> Supplied entries:
use axum::{
    http::StatusCode,
    response::{IntoResponse, Response},
    Json,
};
use serde_json::json;
use thiserror::Error;

/// Failures the analysis engine reports at its boundary.
///
/// Numerical edge cases (zero ranges, zero average loss) are not errors: the
/// indicators resolve them to neutral values internally.
#[derive(Error, Debug, Clone, PartialEq)]
pub enum AnalysisError {
    #[error("insufficient data: at least one candle is required")]
    InsufficientData,

    #[error("invalid input: candle {index} has {field} = {value}")]
    InvalidInput {
        field: &'static str,
        index: usize,
        value: f64,
    },
}

/// Errors surfaced by the service layer to the API and the chat front end.
#[derive(Error, Debug)]
pub enum ServiceError {
    #[error("invalid symbol: {0}")]
    InvalidSymbol(String),

    #[error("invalid request: {0}")]
    InvalidRequest(String),

    #[error("not enough data for {pair}: got {got} candles, need {need}")]
    NotEnoughCandles { pair: String, got: usize, need: usize },

    #[error(transparent)]
    Analysis(#[from] AnalysisError),

    #[error("upstream error: {0:#}")]
    Upstream(anyhow::Error),
}

impl ServiceError {
    pub fn status(&self) -> StatusCode {
        match self {
            ServiceError::InvalidSymbol(_) | ServiceError::InvalidRequest(_) => {
                StatusCode::BAD_REQUEST
            }
            ServiceError::NotEnoughCandles { .. } => StatusCode::UNPROCESSABLE_ENTITY,
            ServiceError::Analysis(AnalysisError::InsufficientData) => {
                StatusCode::UNPROCESSABLE_ENTITY
            }
            ServiceError::Analysis(AnalysisError::InvalidInput { .. }) => StatusCode::BAD_REQUEST,
            ServiceError::Upstream(_) => StatusCode::BAD_GATEWAY,
        }
    }
}

impl IntoResponse for ServiceError {
    fn into_response(self) -> Response {
        let status = self.status();
        let body = Json(json!({
            "error": self.to_string(),
            "status": status.as_u16(),
        }));

        (status, body).into_response()
    }
}
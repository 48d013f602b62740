// =============================================================================
// Average True Range (ATR) — Wilder's Smoothing Method
// =============================================================================
//
// ATR measures market volatility by decomposing the entire range of a bar.
//
// True Range (TR) for each bar:
//   TR_0 = H_0 - L_0                          (no previous close yet)
//   TR_t = max(H - L, |H - prevClose|, |L - prevClose|)
//
// ATR is the Wilder-smoothed average of TR, seeded with TR_0:
//   ATR_0 = TR_0
//   ATR_t = TR_t / period + ATR_{t-1} * (1 - 1 / period)
//
// Default period: 14
// =============================================================================

use super::window::{exponential_smooth, wilder_alpha};

/// True range of every bar. Slices must be index-aligned.
pub fn calculate_true_range(high: &[f64], low: &[f64], close: &[f64]) -> Vec<f64> {
    debug_assert!(high.len() == close.len() && low.len() == close.len());

    (0..close.len())
        .map(|i| {
            let hl = high[i] - low[i];
            if i == 0 {
                return hl;
            }
            let prev_close = close[i - 1];
            let hc = (high[i] - prev_close).abs();
            let lc = (low[i] - prev_close).abs();
            hl.max(hc).max(lc)
        })
        .collect()
}

/// Compute the ATR series using Wilder's smoothing over `period`.
pub fn calculate_atr(high: &[f64], low: &[f64], close: &[f64], period: usize) -> Vec<f64> {
    let tr = calculate_true_range(high, low, close);
    exponential_smooth(&tr, wilder_alpha(period))
}
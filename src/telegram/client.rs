// =============================================================================
// Telegram Bot API Client
// =============================================================================
//
// SECURITY: the bot token is part of every request path; it is never logged
// and the `Debug` impl redacts it.
// =============================================================================

use anyhow::{Context, Result};
use serde_json::json;
use tracing::{debug, info, instrument};

const DEFAULT_BASE_URL: &str = "https://api.telegram.org";

/// Telegram caps a single message at 4096 UTF-16 code units.
pub const MAX_MESSAGE_CHARS: usize = 4096;

#[derive(Clone)]
pub struct TelegramClient {
    token: String,
    base_url: String,
    client: reqwest::Client,
}

impl TelegramClient {
    pub fn new(token: impl Into<String>) -> Self {
        Self::with_base_url(token, DEFAULT_BASE_URL)
    }

    pub fn with_base_url(token: impl Into<String>, base_url: impl Into<String>) -> Self {
        let client = reqwest::Client::builder()
            .timeout(std::time::Duration::from_secs(10))
            .build()
            .expect("failed to build reqwest client");

        Self {
            token: token.into(),
            base_url: base_url.into().trim_end_matches('/').to_string(),
            client,
        }
    }

    fn method_url(&self, method: &str) -> String {
        format!("{}/bot{}/{}", self.base_url, self.token, method)
    }

    /// POST a Bot API method and fail on `ok: false` or a non-2xx status.
    async fn call(&self, method: &str, payload: serde_json::Value) -> Result<serde_json::Value> {
        let resp = self
            .client
            .post(self.method_url(method))
            .json(&payload)
            .send()
            .await
            .with_context(|| format!("Telegram {method} request failed"))?;

        let status = resp.status();
        let body: serde_json::Value = resp
            .json()
            .await
            .with_context(|| format!("failed to parse Telegram {method} response"))?;

        if !status.is_success() || body["ok"].as_bool() != Some(true) {
            anyhow::bail!(
                "Telegram {} returned {}: {}",
                method,
                status,
                body["description"].as_str().unwrap_or("no description")
            );
        }
        Ok(body)
    }

    /// Send a plain-text message, truncated to Telegram's length limit.
    #[instrument(skip(self, text), name = "telegram::send_message")]
    pub async fn send_message(&self, chat_id: i64, text: &str) -> Result<()> {
        let text = truncate_message(text);
        self.call("sendMessage", json!({ "chat_id": chat_id, "text": text }))
            .await?;
        debug!(chat_id, "message sent");
        Ok(())
    }

    /// Register `url` as the webhook. Telegram will echo `secret` back in the
    /// `X-Telegram-Bot-Api-Secret-Token` header of every delivery.
    #[instrument(skip(self, secret), name = "telegram::set_webhook")]
    pub async fn set_webhook(&self, url: &str, secret: Option<&str>) -> Result<()> {
        let mut payload = json!({ "url": url });
        if let Some(secret) = secret {
            payload["secret_token"] = json!(secret);
        }
        self.call("setWebhook", payload).await?;
        info!(url, "webhook registered");
        Ok(())
    }
}

impl std::fmt::Debug for TelegramClient {
    fn fmt(&self, f: &mut std::fmt::Formatter<'_>) -> std::fmt::Result {
        f.debug_struct("TelegramClient")
            .field("token", &"<redacted>")
            .field("base_url", &self.base_url)
            .finish()
    }
}

/// Cut `text` to at most [`MAX_MESSAGE_CHARS`] characters.
fn truncate_message(text: &str) -> std::borrow::Cow<'_, str> {
    match text.char_indices().nth(MAX_MESSAGE_CHARS) {
        Some((byte_idx, _)) => text[..byte_idx].to_string().into(),
        None => text.into(),
    }
}
pub mod auth;
pub mod rest;

pub use rest::router;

> Task brief:
Of the records above, copy each line that includes "period".

> Response to this exercise:
//   ATR_t = TR_t / period + ATR_{t-1} * (1 - 1 / period)
// Default period: 14
/// Compute the ATR series using Wilder's smoothing over `period`.
pub fn calculate_atr(high: &[f64], low: &[f64], close: &[f64], period: usize) -> Vec<f64> {
    exponential_smooth(&tr, wilder_alpha(period))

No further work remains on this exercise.